Dapat disimpulkan bahwa regulasi tentang telemedisin di Indonesia saat ini cenderung terpencar, kurang rinci, dan tidak lengkap. Beberapa masalah regulasi telemedisin dapat diringkas sebagai berikut.
Pertama, Permenkes 20/2019 mengatur tata cara penyelenggaraan telemedisin antara fasilitas pelayanan kesehatan, namun tidak mengatur pengobatan jarak jauh antara dokter dengan pasien.
Kedua, belum ada peraturan tentang persyaratan dokter yang berpraktik dalam telemedisin, apakah harus memiliki Surat Ijin Praktik (SIP) sebagaimana persyaratan dokter yang berpraktik secara tatap muka.
Dokter yang berpraktik telemedisin dapat berada di Jakarta, sementara pasiennya dapat berada di Manado.

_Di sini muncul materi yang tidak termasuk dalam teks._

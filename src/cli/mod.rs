pub mod commands;

use std::path::PathBuf;

use clap::{Parser, Subcommand};

#[derive(Parser)]
#[command(name = "gleaner")]
#[command(about = "Scrape pages, discover feeds and harvest repositories on a schedule", long_about = None)]
pub struct Cli {
    /// Database file (default: <data dir>/gleaner/gleaner.db)
    #[arg(long, global = true)]
    pub db: Option<PathBuf>,

    /// Config file (default: <config dir>/gleaner/config.toml)
    #[arg(long, global = true)]
    pub config: Option<PathBuf>,

    #[command(subcommand)]
    pub command: Commands,
}

#[derive(Subcommand)]
pub enum Commands {
    /// Scrape a URL and print the extracted payloads as JSON
    Scrape {
        url: String,

        /// Render the page in a headless browser first
        #[arg(long)]
        render: bool,

        /// XPath of the fragment to extract (default: whole document)
        #[arg(long)]
        xpath: Option<String>,

        /// Payload types: markup, text, pixel, feeds, readability
        #[arg(short, long, value_delimiter = ',', default_value = "markup")]
        emit: Vec<String>,
    },
    /// Fetch a feed and print its items
    ParseFeed {
        url: String,
    },
    /// Preview the feed a set of pages would produce
    Preview {
        urls: Vec<String>,

        /// Filters as JSON, e.g. '[{"include":{"title":{"operator":"contains","value":"rust"}}}]'
        #[arg(long)]
        filters: Option<String>,

        /// Conditional tags as JSON, e.g. '[{"tag":"top","filter":{"index":{"operator":"lt","value":3}}}]'
        #[arg(long)]
        tags: Option<String>,
    },
    /// List the native feeds and generic feed rules found on a page
    Discover {
        url: String,
    },
    /// Manage repositories
    Repo {
        #[command(subcommand)]
        action: RepoAction,
    },
    /// Manage sources of a repository
    Source {
        #[command(subcommand)]
        action: SourceAction,
    },
    /// List the documents stored in a repository
    Documents {
        repository_id: String,

        #[arg(short, long, default_value_t = 20)]
        limit: usize,
    },
    /// Harvest due repositories
    Harvest {
        /// Run a single tick and exit
        #[arg(long)]
        once: bool,
    },
    /// Background daemon for scheduled harvests
    Daemon {
        #[command(subcommand)]
        action: DaemonAction,
    },
}

#[derive(Subcommand)]
pub enum RepoAction {
    /// Create a repository
    Add {
        title: String,

        /// Refresh expression: "30m", "1h", "1d" or a six-field cron expression
        #[arg(short, long)]
        refresh: Option<String>,

        #[arg(long, default_value = "local")]
        owner: String,

        /// Keep at most this many released documents
        #[arg(long)]
        max_items: Option<u32>,

        /// Delete released documents older than this many days
        #[arg(long)]
        max_age_days: Option<u32>,

        /// Plugin to run, in order: "id" or "id=<json params>"
        #[arg(short, long)]
        plugin: Vec<String>,
    },
    /// List repositories
    List,
    /// Archive a repository; archived repositories are never harvested
    Archive {
        id: String,
    },
}

#[derive(Subcommand)]
pub enum SourceAction {
    /// Add a URL to scrape to a repository
    Add {
        repository_id: String,
        url: String,

        #[arg(long)]
        title: Option<String>,

        /// Render the page in a headless browser
        #[arg(long)]
        render: bool,

        /// Tag added to every document of this source
        #[arg(short, long)]
        tag: Vec<String>,
    },
}

#[derive(Subcommand)]
pub enum DaemonAction {
    /// Start the background daemon
    Start {
        /// Log file path (default: stdout)
        #[arg(short, long)]
        log: Option<PathBuf>,
    },
    /// Stop the running daemon
    Stop,
    /// Check daemon status
    Status,
}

Permenkes 512/Menkes/per/IV/2007 menyatakan bahwa pengajuan permohonan SIP ditujukan kepada Kepala Dinas kesehatan di tingkat kabupaten/kota tempat dimana praktik kedokteran akan dilaksanakan.

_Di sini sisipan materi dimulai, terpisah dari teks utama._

use serde::{Deserialize, Serialize};
use std::time::Duration;

/// Settings for the plain HTTP fetch path.
#[derive(Debug, Clone, Serialize, Deserialize)]
#[serde(default)]
pub struct FetchConfig {
    /// Used when no owner-specific timeout applies (default: 30000)
    pub timeout_ms: u64,

    /// Responses larger than this are rejected (default: 5 MiB)
    pub max_bytes: u64,

    /// Content-type prefixes accepted for static scrapes
    pub allowed_content_types: Vec<String>,

    /// Status code a static scrape must answer with (default: 200)
    pub expected_status: u16,

    /// Maximum number of redirects to follow (default: 5)
    pub redirect_limit: usize,

    /// How long identical GETs are served from memory; 0 disables the cache (default: 30)
    pub cache_ttl_secs: u64,

    pub user_agent: String,
}

impl Default for FetchConfig {
    fn default() -> Self {
        Self {
            timeout_ms: 30_000,
            max_bytes: 5 * 1024 * 1024,
            allowed_content_types: default_allowed_content_types(),
            expected_status: 200,
            redirect_limit: 5,
            cache_ttl_secs: 30,
            user_agent: format!("gleaner/{}", env!("CARGO_PKG_VERSION")),
        }
    }
}

pub fn default_allowed_content_types() -> Vec<String> {
    [
        "text/",
        "application/xml",
        "application/json",
        "application/rss",
        "application/atom",
        "application/rdf",
    ]
    .iter()
    .map(|s| s.to_string())
    .collect()
}

impl FetchConfig {
    pub fn timeout(&self) -> Duration {
        Duration::from_millis(self.timeout_ms)
    }

    pub fn cache_ttl(&self) -> Duration {
        Duration::from_secs(self.cache_ttl_secs)
    }
}

#[cfg(test)]
mod tests {
    use super::*;

    #[test]
    fn test_default_config_values() {
        let config = FetchConfig::default();
        assert_eq!(config.timeout(), Duration::from_secs(30));
        assert_eq!(config.expected_status, 200);
        assert_eq!(config.allowed_content_types.len(), 6);
        assert!(config.allowed_content_types.contains(&"text/".to_string()));
        assert!(config.user_agent.starts_with("gleaner/"));
    }
}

Ketiga, belum ada ketentuan apakah Informed Consent, yaitu pemberian ijin pasien kepada dokter untuk melakukan tindakan diagnosa dan sebagainya harus dibuat secara tertulis sesuai Permenkes 290/2008 tentang Persetujuan Tindakan Kedokteran, ataukah cukup legal jika disampaikan secara lisan dalam praktik telemedisin.
Keempat, Permenkes 269/2008 tentang Rekam Medis menyatakan bahwa penyelenggaraan rekam medis dengan menggunakan teknologi informasi elektronik diatur lebih lanjut dengan peraturan tersendiri.
Namun peraturan ini belum ada hingga saat ini, padahal rekam medis sangat penting dalam metoda telemedisin.
Kelima, apakah pemeriksaan fisik dalam telemedisin dapat dianggap memenuhi persyaratan dalam pasal 35 Undang-Undang tentang Praktik Kedokteran? Jika tidak, maka peraturan itu perlu direvisi, agar praktik telemedisin tidak dianggap melanggar undang-undang.
Keenam, hingga saat ini layanan telemedisin tidak ditanggung oleh BPJS. Mungkin ada kekhawatiran bahwa penggantian biaya telemedisin akan membebani keuangan BPJS.
Potensi moral hazard jika telemedisin ditanggung BPJS dapat diatasi dengan berbagai cara, antara lain dengan membatasi waktu konsultasi, misalnya 36 jam per peserta per tahun.
Dengan demikian, peserta BPJS akan lebih merasa tenang karena kapan saja mengalami sakit, ia dapat berkonsultasi dengan dokter tanpa memikirkan biaya, yang bisa di luar kemampuannya.
Prospek
Telemedisin akan menjadi bagian dari cara orang menjaga kesehatan atau mengobati penyakit.
Survei McKinsey & Company tahun 2020 menyebutkan bahwa sebanyak 76 persen konsumen tertarik dalam menggunakan telehealth/telemedicine masa mendatang. Setahun sebelumnya, minat konsumen hanya sebesar 11 persen.
President Mayo Clinic Platform John D Halamka menyatakan bahwa 60 persen lebih aspek pelayanan kesehatan akan menjadi virtual pada masa new normal (Kompas.id, 16/7/2020).
Otoritas kesehatan nasional Inggris, yaitu National Health Service (NHS) pada Oktober 2019, menyatakan bahwa teknologi akan berdampak pada layanan kesehatan, yakni akan lebih banyak berbasis digital, berdasarkan pembacaan genom, serta dilakukan dengan bantuan kecerdasan buatan dan robot (Moedjiono, 107/2020).
Semua prediksi tersebut mengarah pada prospek yang positif dari telemedisin. Maka menjadi keharusan bagi pemerintah untuk melengkapi regulasi telemedisin.
Regulasi itu mempunyai dua tujuan: melindungi pasien dan dokter sekaligus mendorong perkembangan layanan telemedisin termasuk teknologi yang terkait, sebagai alternatif sarana pengobatan masyarakat.
Tersedia waktu dua tahun bagi Pemerintah dan DPR periode sekarang untuk melengkapi regulasi tentang telemedisin. Semoga waktu tidak berlalu begitu saja.